Work order => Check the listing below for lines with the word "ClusterParams" and say how many there are, with nothing but the number.

Supplied data =>
+---+

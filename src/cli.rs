//! Command-line interface definitions and argument parsing

use clap::Parser;
use std::path::PathBuf;

use crate::model::ClusterParams;

/// Fitness-tracker usage analysis: segments users into usage tiers with K-Means
#[derive(Parser, Debug)]
#[command(author, version, about, long_about = None)]
pub struct Args {
    /// Daily activity export
    #[arg(long, env = "USAGEFORGE_ACTIVITY", default_value = "dailyActivity_merged.csv")]
    pub activity: PathBuf,

    /// Daily sleep export
    #[arg(long, env = "USAGEFORGE_SLEEP", default_value = "sleepDay_merged.csv")]
    pub sleep: PathBuf,

    /// Weight log export
    #[arg(long, env = "USAGEFORGE_WEIGHT", default_value = "weightLogInfo_merged.csv")]
    pub weight: PathBuf,

    /// Directory for charts and the summary table
    #[arg(short, long, default_value = "report")]
    pub output_dir: PathBuf,

    /// Prediction mode: activity days and sleep-or-weight days as a comma-separated pair
    /// Example: --predict "25,10"
    #[arg(short, long)]
    pub predict: Option<String>,

    /// Seed for K-Means initialization
    #[arg(long, default_value = "42")]
    pub seed: u64,

    /// Maximum iterations for K-Means algorithm
    #[arg(long, default_value = "300")]
    pub max_iters: u64,

    /// Tolerance for K-Means convergence
    #[arg(long, default_value = "1e-4")]
    pub tolerance: f64,

    /// Number of K-Means initializations
    #[arg(long, default_value = "10")]
    pub n_runs: usize,

    /// Enable debug logging (RUST_LOG takes precedence)
    #[arg(short, long)]
    pub verbose: bool,
}

impl Args {
    pub fn cluster_params(&self) -> ClusterParams {
        ClusterParams {
            seed: self.seed,
            max_iters: self.max_iters,
            tolerance: self.tolerance,
            n_runs: self.n_runs,
        }
    }

    /// Parse day counts from the predict string
    /// Expected format: "activity_days,sleep_or_weight_days"
    pub fn parse_predict_values(&self) -> anyhow::Result<Option<(f64, f64)>> {
        if let Some(ref predict_str) = self.predict {
            let parts: Vec<&str> = predict_str.split(',').collect();
            if parts.len() != 2 {
                anyhow::bail!(
                    "Predict values must be in format 'activity_days,sleep_or_weight_days'"
                );
            }

            let parse_days = |raw: &str, what: &str| -> anyhow::Result<f64> {
                let days: f64 = raw
                    .trim()
                    .parse()
                    .map_err(|_| anyhow::anyhow!("Invalid {} value: {}", what, raw))?;
                if !days.is_finite() || days < 0.0 {
                    anyhow::bail!("{} must be a non-negative day count, got {}", what, raw);
                }
                Ok(days)
            };

            let activity_days = parse_days(parts[0], "activity days")?;
            let sleep_or_weight_days = parse_days(parts[1], "sleep-or-weight days")?;

            Ok(Some((activity_days, sleep_or_weight_days)))
        } else {
            Ok(None)
        }
    }
}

+---+

The completed task => 3